**Excerpted data**

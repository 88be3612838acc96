//! Error classification for the blink core.
//!
//! The underlying platform has no recoverable-error paths of its own, so
//! everything that can go wrong is rejected here, at the call boundary,
//! instead of corrupting state or hanging silently.

// - types --------------------------------------------------------------------

/// The timer hardware failed to subscribe or arm.
///
/// Fatal: this domain has no recovery strategy short of a watchdog.
#[derive(Debug, Clone, Copy, PartialEq, Eq)]
#[cfg_attr(feature = "defmt", derive(defmt::Format))]
pub struct HardwareFault;

#[derive(Debug, Clone, Copy, PartialEq, Eq)]
#[cfg_attr(feature = "defmt", derive(defmt::Format))]
pub enum Error {
    /// Pin index outside the range exposed by the port.
    InvalidPin(u8),

    /// A one-shot request is still outstanding.
    AlreadyArmed,

    /// The timer hardware failed to subscribe or arm.
    Hardware(HardwareFault),

    /// The completion flag was not set within the wait budget.
    TimedOut,
}

impl From<HardwareFault> for Error {
    fn from(fault: HardwareFault) -> Self {
        Error::Hardware(fault)
    }
}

**Exercise**
Copy whichever lines in the listing above hold "subscribe".

**Completed task**
/// The timer hardware failed to subscribe or arm.
    /// The timer hardware failed to subscribe or arm.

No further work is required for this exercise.